No, it’s not about latte — well, at least according to Ramit Sethi, entrepreneur and New York Times Best Seller author I will teach you how to be rich. He says we shouldn’t focus on issues like the cost of our coffee, but rather on bigger issues if we want to increase our bottom line. He writes on Twitter:
“In 2022, stop asking $3 questions and start asking $30,000 questions. Stop worrying about coffee. assets, negotiate your salary/earning plus, fees (cc debt, mortgage interest, 1% advisory fee).” (Good news on that front too: many savings accounts now pay more than they have in years, and you can see the best savings account rates you can get now here.)
The pros say Sethi is onto something – although they don’t always agree with everything he says. Certified Financial Planner Cristina Guglielmetti of Future Perfect Planning says the examples Sethi provides will have a bigger overall impact than cutting small expenses, but she recommends making a few tweaks.
“Housing and cars are a big part of people’s available expenses. Keep them manageable and you not only free up cash flow to save, invest, or pay off debt, but you also set your lifestyle expectations for later,” says Guglielmetti.
And while nickel and dime eating yourself and ignoring choices that will really move the needle is a mistake, Guglielmetti advocates relying on a safe spending number for small lifestyle expenses that allow you to achieve your most important goals. “You need to spend some time figuring out that number, or have a planner help you figure it out; the point is not to have a hard limit on different categories, but to proactively decide how your money will be allocated,” says Guglielmetti.
Regarding the prioritization of the big picture elements, Greg McBride, Chief Financial Analyst at Bankrate, says, “increasing your earning power, increasing your savings rate and properly allocating your investments are the necessary ingredients to build wealth over time. Minimizing fees will further streamline your efforts by keeping more of those savings in your own pocket rather than filling someone else’s. See the best savings account rates you can get now here.
For his part, certified financial planner Chris Chen of Insight Financial Strategies, says the two most important items on Sethi’s list are increased savings rate and automatic investment. “They both have to do with compounding rules, where money invested earlier will grow much more than money invested later,” Chen says.
Moreover, Chen offers this simple advice to help people achieve this goal. “Increase your contributions to your retirement plan. It is automatically withheld from your paycheck so you don’t miss it and automatically invested in your investment choice so it can grow. There are a number of studies that show automatic restraint and investments work for people,” Chen says.

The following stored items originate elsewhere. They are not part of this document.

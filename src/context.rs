use log::info;
use polars::prelude::*;

use crate::aggregation::{self, AggregationResult, Dimension, Mode};
use crate::config::DashboardConfig;
use crate::dataset;
use crate::demographics::extract_demographics_with;
use crate::error::DashboardError;
use crate::schema::transaction::PURCHASE;

/// Immutable tables shared by every aggregation call.
///
/// Built once at startup and passed by reference; nothing mutates it
/// afterwards, so it can be shared across threads behind an `Arc`.
#[derive(Debug, Clone)]
pub struct DataContext {
    transactions: DataFrame,
    demographics: DataFrame,
    require_non_empty: bool,
}

impl DataContext {
    /// Load the transaction file named by `config` and derive the
    /// demographic table. Any load error is fatal.
    pub fn load(config: &DashboardConfig) -> Result<Self, DashboardError> {
        let transactions = dataset::load_with(&config.data_path, &config.load_options())?;
        Self::from_transactions(transactions, config)
    }

    /// Build a context from an already normalized transaction table.
    pub fn from_transactions(
        transactions: DataFrame,
        config: &DashboardConfig,
    ) -> Result<Self, DashboardError> {
        let demographics = extract_demographics_with(&transactions, config.consistency)?;
        info!(
            "Data context ready: {} transactions, {} customers",
            transactions.height(),
            demographics.height()
        );
        Ok(Self {
            transactions,
            demographics,
            require_non_empty: config.require_non_empty,
        })
    }

    pub fn transactions(&self) -> &DataFrame {
        &self.transactions
    }

    pub fn demographics(&self) -> &DataFrame {
        &self.demographics
    }

    pub fn record_count(&self) -> usize {
        self.transactions.height()
    }

    pub fn customer_count(&self) -> usize {
        self.demographics.height()
    }

    pub fn total_purchase(&self) -> Result<f64, DashboardError> {
        let purchases = self.transactions.column(PURCHASE)?.as_materialized_series();
        Ok(purchases.f64()?.sum().unwrap_or(0.0))
    }

    /// Aggregate one (dimension, mode) pair. Fails with
    /// [`DashboardError::EmptyInput`] on an empty result when the context was
    /// configured with `require_non_empty`.
    pub fn aggregate(
        &self,
        dimension: Dimension,
        mode: Mode,
    ) -> Result<AggregationResult, DashboardError> {
        let result = aggregation::aggregate(self, dimension, mode)?;
        if self.require_non_empty {
            result.non_empty()
        } else {
            Ok(result)
        }
    }

    /// Aggregate from the names a UI sends, e.g. (`"Gender"`, `"counter"`).
    pub fn aggregate_by_name(
        &self,
        dimension: &str,
        mode: &str,
    ) -> Result<AggregationResult, DashboardError> {
        self.aggregate(Dimension::from_name(dimension)?, Mode::from_name(mode)?)
    }

    /// Every panel's chart data for one selector state, in panel order.
    pub fn panels(&self, mode: Mode) -> Result<Vec<AggregationResult>, DashboardError> {
        Dimension::ALL
            .iter()
            .map(|&dimension| self.aggregate(dimension, mode))
            .collect()
    }
}
//! Python bindings (feature `python`), so a Python UI can drive the charts
//! from the Rust core.

use pyo3::exceptions::PyValueError;
use pyo3::prelude::*;
use pyo3::types::PyModule;
use pyo3_polars::PyDataFrame;

use crate::aggregation::{AggregationResult, Mode};
use crate::config::{DashboardConfig, VisualizationConfig};
use crate::context::DataContext;
use crate::demographics::ConsistencyPolicy;
use crate::schema;
use crate::visualization;

#[pyclass(name = "AggregationResult")]
pub struct PyAggregationResult {
    #[pyo3(get)]
    dimension: String,
    #[pyo3(get)]
    mode: String,
    #[pyo3(get)]
    title: String,
    #[pyo3(get)]
    labels: Vec<String>,
    #[pyo3(get)]
    values: Vec<f64>,
}

impl From<AggregationResult> for PyAggregationResult {
    fn from(result: AggregationResult) -> Self {
        Self {
            dimension: result.dimension.display_name().to_string(),
            mode: result.mode.selector_value().to_string(),
            title: result.title,
            labels: result.labels,
            values: result.values,
        }
    }
}

#[pymethods]
impl PyAggregationResult {
    fn __len__(&self) -> usize {
        self.labels.len()
    }

    fn __repr__(&self) -> String {
        format!(
            "AggregationResult(title={:?}, categories={})",
            self.title,
            self.labels.len()
        )
    }
}

#[pyclass(name = "Dashboard")]
pub struct PyDashboard {
    ctx: DataContext,
    visualization: VisualizationConfig,
}

#[pymethods]
impl PyDashboard {
    /// Load the transaction file and build the demographic table.
    ///
    /// Raises RuntimeError if the file is missing or malformed.
    #[new]
    #[pyo3(signature = (path=None, separator=",", strict=false, require_non_empty=false))]
    fn new(
        path: Option<&str>,
        separator: &str,
        strict: bool,
        require_non_empty: bool,
    ) -> PyResult<Self> {
        let separator = match separator.as_bytes() {
            [b] => *b,
            _ => {
                return Err(PyValueError::new_err(
                    "separator must be a single ASCII character",
                ))
            }
        };

        let mut config = DashboardConfig::default()
            .with_separator(separator)
            .with_require_non_empty(require_non_empty)
            .with_consistency(if strict {
                ConsistencyPolicy::Strict
            } else {
                ConsistencyPolicy::FirstWins
            });
        if let Some(path) = path {
            config = config.with_data_path(path);
        }

        let ctx = DataContext::load(&config)?;
        Ok(Self {
            ctx,
            visualization: config.visualization,
        })
    }

    /// Chart data for one dimension and selector value,
    /// e.g. `aggregate("Gender", "counter")`.
    fn aggregate(&self, dimension: &str, mode: &str) -> PyResult<PyAggregationResult> {
        Ok(self.ctx.aggregate_by_name(dimension, mode)?.into())
    }

    /// Chart data of all five panels for one selector value.
    fn panels(&self, mode: &str) -> PyResult<Vec<PyAggregationResult>> {
        let mode = Mode::from_name(mode)?;
        Ok(self
            .ctx
            .panels(mode)?
            .into_iter()
            .map(PyAggregationResult::from)
            .collect())
    }

    /// Self-contained dashboard HTML.
    /// Use with `IPython.display.HTML(dashboard.render_html())` in Jupyter.
    #[pyo3(signature = (default_mode="counter"))]
    fn render_html(&self, default_mode: &str) -> PyResult<String> {
        let config = VisualizationConfig {
            default_mode: Mode::from_name(default_mode)?,
            ..self.visualization.clone()
        };
        Ok(visualization::generate_dashboard_html(&self.ctx, &config)?)
    }

    #[getter]
    fn transactions_df(&self) -> PyDataFrame {
        PyDataFrame(self.ctx.transactions().clone())
    }

    #[getter]
    fn demographics_df(&self) -> PyDataFrame {
        PyDataFrame(self.ctx.demographics().clone())
    }

    #[getter]
    fn customer_count(&self) -> usize {
        self.ctx.customer_count()
    }

    #[getter]
    fn record_count(&self) -> usize {
        self.ctx.record_count()
    }
}

/// Export dimension column names and selector values as Python submodules.
fn add_name_exports(m: &Bound<'_, PyModule>) -> PyResult<()> {
    let dimensions = PyModule::new(m.py(), "dimensions")?;
    dimensions.add("GENDER", schema::transaction::GENDER)?;
    dimensions.add("MARITAL_STATUS", schema::transaction::MARITAL_STATUS)?;
    dimensions.add("AGE", schema::transaction::AGE)?;
    dimensions.add("CITY_CATEGORY", schema::transaction::CITY_CATEGORY)?;
    dimensions.add("OCCUPATION", schema::transaction::OCCUPATION)?;
    m.add_submodule(&dimensions)?;

    let modes = PyModule::new(m.py(), "modes")?;
    modes.add("COUNTER", schema::mode::COUNTER)?;
    modes.add("PURCHASE", schema::mode::PURCHASE)?;
    modes.add("PRODUCTS", schema::mode::PRODUCTS)?;
    m.add_submodule(&modes)?;

    Ok(())
}

#[pymodule]
fn shopper_insights(m: &Bound<'_, PyModule>) -> PyResult<()> {
    m.add_class::<PyDashboard>()?;
    m.add_class::<PyAggregationResult>()?;
    add_name_exports(m)?;
    Ok(())
}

But don’t completely ignore the little things, says Certified Financial Planner Andrew Feldman of AJ Feldman Financial: “There’s a lot to be said for financial balance and happiness and whether a cup of coffee or a specific small object brings happiness, there is a lot of value,” Feldman says. See the best savings account rates you can get now here.
Not everyone agrees with Sethi. Kimberly Palmer, personal finance expert at NerdWallet, says that while it’s generally true that focusing on big financial choices like where you live and what house you buy can have the biggest ramifications on your life , it’s also true that our seemingly minor daily choices of what to buy and how to shop have a major impact on our money over time. “Making small changes, like cooking more instead of ordering takeout or replacing an unnecessarily expensive car insurance policy with a cheaper one, can have a big impact on your financial health,” says Palmer.